2 Octobre 2025
En Argentine, le fouriérisme a trouvé un écho au XIXᵉ siècle, mais sous une forme particulière : plutôt que de donner naissance à de grands phalanstères durables comme en France ou aux États‑Unis, il a inspiré des projets de colonies agricoles et de communautés expérimentales portées par des immigrants européens, souvent français, qui voyaient dans le Río de la Plata une « terre vierge » propice à l’utopie.
Dès les années 1830‑1840, les écrits de Charles Fourier circulent à Buenos Aires grâce aux exilés politiques français et aux réseaux saint‑simoniens. Mais c’est surtout après 1850 que des projets concrets apparaissent. Le plus connu est celui de la Colonie agricole de San Antonio de Areco, fondée par des fouriéristes français qui voulaient appliquer les principes de l’association dans un cadre rural. Cette tentative, mal documentée, semble avoir rapidement décliné, faute de capitaux et de cohésion, mais elle témoigne de la volonté de transposer le modèle phalanstérien dans la pampa argentine.
Un autre projet important est celui de la Colonie de Cosme, installée au Paraguay en 1893 par des socialistes australiens, mais qui s’inscrit dans la même logique d’utopie agraire que les phalanstères fouriéristes. Bien que non directement fouriériste, elle illustre la continuité des expérimentations communautaires dans le Cône Sud. En Argentine même, plusieurs petites communautés inspirées par Fourier ou par des doctrines proches (saint‑simonisme, icarisme, socialisme utopique) voient le jour dans la seconde moitié du XIXᵉ siècle, souvent autour de Rosario, Córdoba et Buenos Aires, mais elles restent éphémères.
Il faut aussi souligner l’influence du fouriérisme sur la culture intellectuelle argentine : des penseurs comme Esteban Echeverría ou Juan Bautista Alberdi connaissent Fourier et s’en inspirent dans leurs réflexions sur l’organisation sociale et la colonisation. Dans les années 1870‑1880, alors que l’Argentine connaît une forte immigration européenne, les idées d’association, de coopération et de mutualité, héritées en partie du fouriérisme, nourrissent la naissance des premières coopératives agricoles et de consommation.

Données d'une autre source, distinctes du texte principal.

// Copyright (c) 2025, Jason Jenkins
// SPDX-License-Identifier: BSD-3-Clause

//! Step indicator and server status bar.

use crate::wizard::{ServerStatus, Step};

/// Result of toolbar interaction.
pub enum ToolbarAction {
    None,
    Back,
    RetryHealth,
}

/// Display the step indicator with a back button.
pub fn show(ui: &mut egui::Ui, current: Step, can_go_back: bool) -> ToolbarAction {
    let mut action = ToolbarAction::None;

    ui.horizontal(|ui| {
        ui.spacing_mut().item_spacing.x = 8.0;

        let back_label = if current == Step::Upload { "⏴ Quit" } else { "⏴ Back" };
        if ui.add_enabled(can_go_back, egui::Button::new(back_label)).clicked() {
            action = ToolbarAction::Back;
        }

        ui.separator();

        let current_index = Step::ALL.iter().position(|s| *s == current).unwrap_or(0);
        for (i, step) in Step::ALL.iter().enumerate() {
            let text = format!("{}. {}", i + 1, step.title());
            let text = match i.cmp(&current_index) {
                std::cmp::Ordering::Less => egui::RichText::new(format!("✔ {}", text))
                    .color(egui::Color32::from_rgb(90, 200, 120)),
                std::cmp::Ordering::Equal => egui::RichText::new(text).strong().color(egui::Color32::WHITE),
                std::cmp::Ordering::Greater => egui::RichText::new(text).weak(),
            };
            ui.label(text);
            if i + 1 < Step::ALL.len() {
                ui.label(egui::RichText::new("›").weak());
            }
        }
    });

    action
}

/// Display the server status line. Offline shows a retry button.
pub fn server_banner(ui: &mut egui::Ui, status: ServerStatus, base_url: &str) -> ToolbarAction {
    let mut action = ToolbarAction::None;

    ui.horizontal(|ui| match status {
        ServerStatus::Checking => {
            ui.spinner();
            ui.label(egui::RichText::new(format!("Connecting to {}...", base_url)).weak());
        }
        ServerStatus::Online => {
            ui.label(egui::RichText::new("●").color(egui::Color32::from_rgb(90, 200, 120)));
            ui.label(egui::RichText::new(format!("Server online ({})", base_url)).weak());
        }
        ServerStatus::Offline => {
            ui.label(egui::RichText::new("●").color(egui::Color32::from_rgb(230, 80, 80)));
            ui.label(
                egui::RichText::new(format!(
                    "Cannot reach the analysis server at {}. Make sure it is running.",
                    base_url
                ))
                .color(egui::Color32::from_rgb(255, 150, 150)),
            );
            if ui.button("Retry").clicked() {
                action = ToolbarAction::RetryHealth;
            }
        }
    });

    action
}

/// Draw the step indicator and, right under it, the server status banner.
/// Returns the toolbar action, the banner action and the banner's rect.
pub fn show_panels(
    ctx: &egui::Context,
    current: Step,
    can_go_back: bool,
    status: ServerStatus,
    base_url: &str,
) -> (ToolbarAction, ToolbarAction, egui::Rect) {
    let steps = egui::TopBottomPanel::top("toolbar")
        .show(ctx, |ui| show(ui, current, can_go_back))
        .inner;
    let banner = egui::TopBottomPanel::top("server_status").show(ctx, |ui| server_banner(ui, status, base_url));
    (steps, banner.inner, banner.response.rect)
}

En résumé, l’Argentine n’a pas connu de phalanstère monumental et durable comme Guise ou la North American Phalanx, mais elle a été un terrain d’accueil pour des projets sociétaires expérimentaux, portés par des immigrants français et relayés par les intellectuels locaux. Le fouriérisme y a surtout laissé une empreinte diffuse, en inspirant des colonies agricoles éphémères et en contribuant à la formation d’une culture coopérative et mutualiste qui marquera profondément le pays à la fin du XIXᵉ siècle.